*** Opening of MATERIAL SHOWN ***

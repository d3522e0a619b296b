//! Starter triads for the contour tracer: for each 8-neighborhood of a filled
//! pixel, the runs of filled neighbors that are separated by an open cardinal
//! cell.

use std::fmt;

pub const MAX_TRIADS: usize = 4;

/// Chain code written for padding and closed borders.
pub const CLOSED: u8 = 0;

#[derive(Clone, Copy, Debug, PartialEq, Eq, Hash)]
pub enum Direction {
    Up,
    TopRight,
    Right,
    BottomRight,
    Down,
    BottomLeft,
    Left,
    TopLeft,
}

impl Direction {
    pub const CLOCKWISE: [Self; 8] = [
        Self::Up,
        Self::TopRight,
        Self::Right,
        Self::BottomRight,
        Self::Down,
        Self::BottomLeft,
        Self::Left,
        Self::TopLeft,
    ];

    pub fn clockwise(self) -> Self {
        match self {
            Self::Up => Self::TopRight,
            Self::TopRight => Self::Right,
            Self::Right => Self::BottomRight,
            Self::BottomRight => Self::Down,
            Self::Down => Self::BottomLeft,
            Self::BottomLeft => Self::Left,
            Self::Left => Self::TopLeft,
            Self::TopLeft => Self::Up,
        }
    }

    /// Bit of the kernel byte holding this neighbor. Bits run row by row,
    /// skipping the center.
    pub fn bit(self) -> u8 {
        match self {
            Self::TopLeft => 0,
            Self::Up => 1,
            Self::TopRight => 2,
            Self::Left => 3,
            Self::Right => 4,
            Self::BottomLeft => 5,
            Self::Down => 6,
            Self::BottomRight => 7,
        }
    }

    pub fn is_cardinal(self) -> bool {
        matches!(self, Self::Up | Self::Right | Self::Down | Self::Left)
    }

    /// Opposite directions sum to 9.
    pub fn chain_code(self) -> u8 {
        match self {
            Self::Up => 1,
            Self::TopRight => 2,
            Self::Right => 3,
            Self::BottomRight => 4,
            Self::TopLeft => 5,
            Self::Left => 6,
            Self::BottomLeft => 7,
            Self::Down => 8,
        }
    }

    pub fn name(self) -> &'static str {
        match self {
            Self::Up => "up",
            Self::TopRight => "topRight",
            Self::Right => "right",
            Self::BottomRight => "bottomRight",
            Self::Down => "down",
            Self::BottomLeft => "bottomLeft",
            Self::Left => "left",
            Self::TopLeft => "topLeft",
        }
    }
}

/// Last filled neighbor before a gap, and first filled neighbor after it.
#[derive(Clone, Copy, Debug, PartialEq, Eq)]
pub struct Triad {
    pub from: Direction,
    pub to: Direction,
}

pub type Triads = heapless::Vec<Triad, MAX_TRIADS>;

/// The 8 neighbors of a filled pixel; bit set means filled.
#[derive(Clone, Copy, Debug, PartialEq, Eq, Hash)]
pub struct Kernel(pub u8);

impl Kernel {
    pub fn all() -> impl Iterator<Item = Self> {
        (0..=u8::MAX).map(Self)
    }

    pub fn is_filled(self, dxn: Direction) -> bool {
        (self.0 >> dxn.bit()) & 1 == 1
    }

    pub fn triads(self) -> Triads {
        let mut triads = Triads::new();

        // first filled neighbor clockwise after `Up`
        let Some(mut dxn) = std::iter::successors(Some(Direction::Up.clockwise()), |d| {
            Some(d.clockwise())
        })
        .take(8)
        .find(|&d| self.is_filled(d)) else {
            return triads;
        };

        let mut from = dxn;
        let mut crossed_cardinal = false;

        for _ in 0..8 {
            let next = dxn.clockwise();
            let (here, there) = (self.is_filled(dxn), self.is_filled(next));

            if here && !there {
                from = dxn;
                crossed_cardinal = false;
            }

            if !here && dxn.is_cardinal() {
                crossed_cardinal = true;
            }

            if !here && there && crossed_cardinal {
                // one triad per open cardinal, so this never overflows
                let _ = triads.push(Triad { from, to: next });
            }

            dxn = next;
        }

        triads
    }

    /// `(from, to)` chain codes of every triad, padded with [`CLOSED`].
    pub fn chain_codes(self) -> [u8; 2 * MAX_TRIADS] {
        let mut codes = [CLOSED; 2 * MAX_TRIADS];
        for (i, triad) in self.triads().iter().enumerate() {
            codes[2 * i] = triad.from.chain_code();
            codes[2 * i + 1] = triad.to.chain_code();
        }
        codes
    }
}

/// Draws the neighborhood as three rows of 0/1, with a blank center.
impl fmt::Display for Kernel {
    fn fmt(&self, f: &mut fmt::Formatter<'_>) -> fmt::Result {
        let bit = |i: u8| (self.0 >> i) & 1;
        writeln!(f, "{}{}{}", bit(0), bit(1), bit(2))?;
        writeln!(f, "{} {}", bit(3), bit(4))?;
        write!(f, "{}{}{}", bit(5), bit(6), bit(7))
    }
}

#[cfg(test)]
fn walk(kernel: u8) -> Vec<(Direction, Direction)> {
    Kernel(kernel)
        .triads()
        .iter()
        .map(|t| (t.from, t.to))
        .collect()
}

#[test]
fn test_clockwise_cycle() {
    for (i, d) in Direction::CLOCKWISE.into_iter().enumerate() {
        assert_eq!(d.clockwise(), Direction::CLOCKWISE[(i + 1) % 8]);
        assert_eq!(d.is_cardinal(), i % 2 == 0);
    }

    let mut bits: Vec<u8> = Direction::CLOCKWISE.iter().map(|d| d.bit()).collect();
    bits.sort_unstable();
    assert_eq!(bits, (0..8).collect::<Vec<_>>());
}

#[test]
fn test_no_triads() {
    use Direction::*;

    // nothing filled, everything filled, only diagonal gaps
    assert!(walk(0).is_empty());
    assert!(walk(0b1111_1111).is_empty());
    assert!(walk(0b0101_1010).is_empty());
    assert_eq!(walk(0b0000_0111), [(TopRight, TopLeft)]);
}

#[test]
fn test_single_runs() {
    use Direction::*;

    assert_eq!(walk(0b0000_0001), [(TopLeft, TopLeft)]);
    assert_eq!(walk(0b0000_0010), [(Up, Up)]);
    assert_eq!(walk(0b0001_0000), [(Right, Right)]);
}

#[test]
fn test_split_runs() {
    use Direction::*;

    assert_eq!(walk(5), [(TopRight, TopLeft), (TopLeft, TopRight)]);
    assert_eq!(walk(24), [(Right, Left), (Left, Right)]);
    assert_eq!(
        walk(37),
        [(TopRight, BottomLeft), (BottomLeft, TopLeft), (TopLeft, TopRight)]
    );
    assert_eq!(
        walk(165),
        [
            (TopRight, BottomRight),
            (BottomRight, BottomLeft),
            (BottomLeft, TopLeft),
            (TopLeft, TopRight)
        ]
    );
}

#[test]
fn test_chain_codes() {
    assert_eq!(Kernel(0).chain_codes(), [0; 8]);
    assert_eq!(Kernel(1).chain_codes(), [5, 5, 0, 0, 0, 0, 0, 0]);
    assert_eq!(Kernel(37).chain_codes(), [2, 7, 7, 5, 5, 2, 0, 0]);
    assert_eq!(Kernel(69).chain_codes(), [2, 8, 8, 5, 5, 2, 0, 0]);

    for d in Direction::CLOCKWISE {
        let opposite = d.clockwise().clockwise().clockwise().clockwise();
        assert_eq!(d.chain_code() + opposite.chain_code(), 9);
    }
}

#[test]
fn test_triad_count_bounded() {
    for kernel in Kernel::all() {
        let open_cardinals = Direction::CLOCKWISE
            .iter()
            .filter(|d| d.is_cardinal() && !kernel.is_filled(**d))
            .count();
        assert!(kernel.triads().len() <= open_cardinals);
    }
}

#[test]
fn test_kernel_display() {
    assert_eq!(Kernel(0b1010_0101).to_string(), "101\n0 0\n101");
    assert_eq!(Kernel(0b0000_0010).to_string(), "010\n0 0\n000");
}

*** Close of MATERIAL SHOWN ***

**WHAT YOU HAVE TO DO**
The entries listed above are to be output exactly. Leave none out.

**RESPONSE**
repository d3522e0a619b296b
//! Starter triads for the contour tracer: for each 8-neighborhood of a filled
//! pixel, the runs of filled neighbors that are separated by an open cardinal
//! cell.

use std::fmt;

pub const MAX_TRIADS: usize = 4;

/// Chain code written for padding and closed borders.
pub const CLOSED: u8 = 0;

#[derive(Clone, Copy, Debug, PartialEq, Eq, Hash)]
pub enum Direction {
    Up,
    TopRight,
    Right,
    BottomRight,
    Down,
    BottomLeft,
    Left,
    TopLeft,
}

impl Direction {
    pub const CLOCKWISE: [Self; 8] = [
        Self::Up,
        Self::TopRight,
        Self::Right,
        Self::BottomRight,
        Self::Down,
        Self::BottomLeft,
        Self::Left,
        Self::TopLeft,
    ];

    pub fn clockwise(self) -> Self {
        match self {
            Self::Up => Self::TopRight,
            Self::TopRight => Self::Right,
            Self::Right => Self::BottomRight,
            Self::BottomRight => Self::Down,
            Self::Down => Self::BottomLeft,
            Self::BottomLeft => Self::Left,
            Self::Left => Self::TopLeft,
            Self::TopLeft => Self::Up,
        }
    }

    /// Bit of the kernel byte holding this neighbor. Bits run row by row,
    /// skipping the center.
    pub fn bit(self) -> u8 {
        match self {
            Self::TopLeft => 0,
            Self::Up => 1,
            Self::TopRight => 2,
            Self::Left => 3,
            Self::Right => 4,
            Self::BottomLeft => 5,
            Self::Down => 6,
            Self::BottomRight => 7,
        }
    }

    pub fn is_cardinal(self) -> bool {
        matches!(self, Self::Up | Self::Right | Self::Down | Self::Left)
    }

    /// Opposite directions sum to 9.
    pub fn chain_code(self) -> u8 {
        match self {
            Self::Up => 1,
            Self::TopRight => 2,
            Self::Right => 3,
            Self::BottomRight => 4,
            Self::TopLeft => 5,
            Self::Left => 6,
            Self::BottomLeft => 7,
            Self::Down => 8,
        }
    }

    pub fn name(self) -> &'static str {
        match self {
            Self::Up => "up",
            Self::TopRight => "topRight",
            Self::Right => "right",
            Self::BottomRight => "bottomRight",
            Self::Down => "down",
            Self::BottomLeft => "bottomLeft",
            Self::Left => "left",
            Self::TopLeft => "topLeft",
        }
    }
}

/// Last filled neighbor before a gap, and first filled neighbor after it.
#[derive(Clone, Copy, Debug, PartialEq, Eq)]
pub struct Triad {
    pub from: Direction,
    pub to: Direction,
}

pub type Triads = heapless::Vec<Triad, MAX_TRIADS>;

/// The 8 neighbors of a filled pixel; bit set means filled.
#[derive(Clone, Copy, Debug, PartialEq, Eq, Hash)]
pub struct Kernel(pub u8);

impl Kernel {
    pub fn all() -> impl Iterator<Item = Self> {
        (0..=u8::MAX).map(Self)
    }

    pub fn is_filled(self, dxn: Direction) -> bool {
        (self.0 >> dxn.bit()) & 1 == 1
    }

    pub fn triads(self) -> Triads {
        let mut triads = Triads::new();

        // first filled neighbor clockwise after `Up`
        let Some(mut dxn) = std::iter::successors(Some(Direction::Up.clockwise()), |d| {
            Some(d.clockwise())
        })
        .take(8)
        .find(|&d| self.is_filled(d)) else {
            return triads;
        };

        let mut from = dxn;
        let mut crossed_cardinal = false;

        for _ in 0..8 {
            let next = dxn.clockwise();
            let (here, there) = (self.is_filled(dxn), self.is_filled(next));

            if here && !there {
                from = dxn;
                crossed_cardinal = false;
            }

            if !here && dxn.is_cardinal() {
                crossed_cardinal = true;
            }

            if !here && there && crossed_cardinal {
                // one triad per open cardinal, so this never overflows
                let _ = triads.push(Triad { from, to: next });
            }

            dxn = next;
        }

        triads
    }

    /// `(from, to)` chain codes of every triad, padded with [`CLOSED`].
    pub fn chain_codes(self) -> [u8; 2 * MAX_TRIADS] {
        let mut codes = [CLOSED; 2 * MAX_TRIADS];
        for (i, triad) in self.triads().iter().enumerate() {
            codes[2 * i] = triad.from.chain_code();
            codes[2 * i + 1] = triad.to.chain_code();
        }
        codes
    }
}

/// Draws the neighborhood as three rows of 0/1, with a blank center.
impl fmt::Display for Kernel {
    fn fmt(&self, f: &mut fmt::Formatter<'_>) -> fmt::Result {
        let bit = |i: u8| (self.0 >> i) & 1;
        writeln!(f, "{}{}{}", bit(0), bit(1), bit(2))?;
        writeln!(f, "{} {}", bit(3), bit(4))?;
        write!(f, "{}{}{}", bit(5), bit(6), bit(7))
    }
}

#[cfg(test)]
fn walk(kernel: u8) -> Vec<(Direction, Direction)> {
    Kernel(kernel)
        .triads()
        .iter()
        .map(|t| (t.from, t.to))
        .collect()
}

#[test]
fn test_clockwise_cycle() {
    for (i, d) in Direction::CLOCKWISE.into_iter().enumerate() {
        assert_eq!(d.clockwise(), Direction::CLOCKWISE[(i + 1) % 8]);
        assert_eq!(d.is_cardinal(), i % 2 == 0);
    }

    let mut bits: Vec<u8> = Direction::CLOCKWISE.iter().map(|d| d.bit()).collect();
    bits.sort_unstable();
    assert_eq!(bits, (0..8).collect::<Vec<_>>());
}

#[test]
fn test_no_triads() {
    use Direction::*;

    // nothing filled, everything filled, only diagonal gaps
    assert!(walk(0).is_empty());
    assert!(walk(0b1111_1111).is_empty());
    assert!(walk(0b0101_1010).is_empty());
    assert_eq!(walk(0b0000_0111), [(TopRight, TopLeft)]);
}

#[test]
fn test_single_runs() {
    use Direction::*;

    assert_eq!(walk(0b0000_0001), [(TopLeft, TopLeft)]);
    assert_eq!(walk(0b0000_0010), [(Up, Up)]);
    assert_eq!(walk(0b0001_0000), [(Right, Right)]);
}

#[test]
fn test_split_runs() {
    use Direction::*;

    assert_eq!(walk(5), [(TopRight, TopLeft), (TopLeft, TopRight)]);
    assert_eq!(walk(24), [(Right, Left), (Left, Right)]);
    assert_eq!(
        walk(37),
        [(TopRight, BottomLeft), (BottomLeft, TopLeft), (TopLeft, TopRight)]
    );
    assert_eq!(
        walk(165),
        [
            (TopRight, BottomRight),
            (BottomRight, BottomLeft),
            (BottomLeft, TopLeft),
            (TopLeft, TopRight)
        ]
    );
}

#[test]
fn test_chain_codes() {
    assert_eq!(Kernel(0).chain_codes(), [0; 8]);
    assert_eq!(Kernel(1).chain_codes(), [5, 5, 0, 0, 0, 0, 0, 0]);
    assert_eq!(Kernel(37).chain_codes(), [2, 7, 7, 5, 5, 2, 0, 0]);
    assert_eq!(Kernel(69).chain_codes(), [2, 8, 8, 5, 5, 2, 0, 0]);

    for d in Direction::CLOCKWISE {
        let opposite = d.clockwise().clockwise().clockwise().clockwise();
        assert_eq!(d.chain_code() + opposite.chain_code(), 9);
    }
}

#[test]
fn test_triad_count_bounded() {
    for kernel in Kernel::all() {
        let open_cardinals = Direction::CLOCKWISE
            .iter()
            .filter(|d| d.is_cardinal() && !kernel.is_filled(**d))
            .count();
        assert!(kernel.triads().len() <= open_cardinals);
    }
}

#[test]
fn test_kernel_display() {
    assert_eq!(Kernel(0b1010_0101).to_string(), "101\n0 0\n101");
    assert_eq!(Kernel(0b0000_0010).to_string(), "010\n0 0\n000");
}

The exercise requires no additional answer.